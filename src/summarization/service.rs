use super::{
    SummariesConfig,
    generator::{SummaryGenerator, SummaryOutcome},
    segments::{Segment, enumerate_segments},
};
use crate::{
    database::{
        DatabaseError, DatabaseManager, FeedbackDao, SummariesDao, entities::SummaryRecord,
    },
    error::AppError,
    llm::CompletionClient,
};
use chrono::{Local, NaiveDate};
use std::sync::Arc;
use tracing::info;

/// Outcome counts of one run
#[derive(Debug, Clone, PartialEq, Eq)]
pub struct RunReport {
    pub date: NaiveDate,
    /// Rows for `date` removed before regeneration
    pub deleted: u64,
    pub generated: usize,
    pub no_feedback: usize,
    pub failed: usize,
}

impl RunReport {
    fn new(date: NaiveDate, deleted: u64) -> Self {
        Self {
            date,
            deleted,
            generated: 0,
            no_feedback: 0,
            failed: 0,
        }
    }

    fn record(&mut self, outcome: SummaryOutcome) {
        match outcome {
            SummaryOutcome::Generated => self.generated += 1,
            SummaryOutcome::NoFeedback => self.no_feedback += 1,
            SummaryOutcome::Failed => self.failed += 1,
        }
    }

    /// Number of summary rows written
    pub fn total(&self) -> usize {
        self.generated + self.no_feedback + self.failed
    }
}

/// A segment and how many reviews a run would summarize for it
#[derive(Debug, Clone)]
pub struct SegmentPreview {
    pub segment: Segment,
    pub review_count: usize,
}

/// Run driver: regenerates a day's summaries in one transaction
pub struct SummarizationService {
    database: Arc<dyn DatabaseManager>,
    generator: SummaryGenerator,
    config: SummariesConfig,
}

impl SummarizationService {
    pub fn new(
        database: Arc<dyn DatabaseManager>,
        client: Arc<dyn CompletionClient>,
        config: SummariesConfig,
    ) -> Self {
        let generator = SummaryGenerator::new(client, config.fetch_limit);
        Self {
            database,
            generator,
            config,
        }
    }

    /// Regenerate summaries for the current local date
    pub async fn run_today(&self) -> Result<RunReport, AppError> {
        self.run(Local::now().date_naive()).await
    }

    /// Replace every summary dated `date` with freshly generated ones.
    ///
    /// The delete and all inserts share one transaction. Any store error
    /// returns early and the dropped transaction rolls back, leaving the
    /// previous rows for `date` untouched. Concurrent runs for the same date
    /// are not coordinated and can interleave their deletes and inserts.
    pub async fn run(&self, date: NaiveDate) -> Result<RunReport, AppError> {
        let txn = self.database.begin().await?;
        let summaries = SummariesDao::new(&txn);

        let deleted = summaries.delete_for_date(date).await?;
        info!("Removed {} existing summaries for {}", deleted, date);

        let locations = FeedbackDao::new(&txn).distinct_locations().await?;
        info!("Found {} distinct issue locations", locations.len());

        let segments = enumerate_segments(
            &self.config.services,
            &self.config.summary_types,
            &locations,
        );
        info!("Generating {} summaries for {}", segments.len(), date);

        let mut report = RunReport::new(date, deleted);
        for segment in &segments {
            info!("Generating summary for {}...", segment);

            let summary = self.generator.generate(&txn, segment).await?;
            summaries
                .insert(&SummaryRecord {
                    id: 0, // Will be set by database
                    service_type: segment.service.clone(),
                    location: segment.location.label().to_string(),
                    summary_type: segment.summary_type.to_string(),
                    summary_text: summary.text,
                    generated_on: date,
                })
                .await?;

            report.record(summary.outcome);
        }

        txn.commit()
            .await
            .map_err(|e| DatabaseError::Database(e.to_string()))?;

        info!(
            "Saved {} summaries for {} ({} generated, {} without feedback, {} failed)",
            report.total(),
            date,
            report.generated,
            report.no_feedback,
            report.failed
        );
        Ok(report)
    }

    /// Segments a run would produce with their review counts; writes nothing
    /// and never calls the model
    pub async fn preview(&self) -> Result<Vec<SegmentPreview>, AppError> {
        let connection = self.database.connection();
        let locations = self.database.feedback().distinct_locations().await?;
        let segments = enumerate_segments(
            &self.config.services,
            &self.config.summary_types,
            &locations,
        );

        let mut previews = Vec::with_capacity(segments.len());
        for segment in segments {
            let reviews = self.generator.fetch_reviews(connection, &segment).await?;
            previews.push(SegmentPreview {
                segment,
                review_count: reviews.len(),
            });
        }

        Ok(previews)
    }
}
══════
(Task brief) Copy each line of the listing above that contains the word "RunReport".

(Answer to the exercise)
pub struct RunReport {
impl RunReport {
    pub async fn run_today(&self) -> Result<RunReport, AppError> {
    pub async fn run(&self, date: NaiveDate) -> Result<RunReport, AppError> {
        let mut report = RunReport::new(date, deleted);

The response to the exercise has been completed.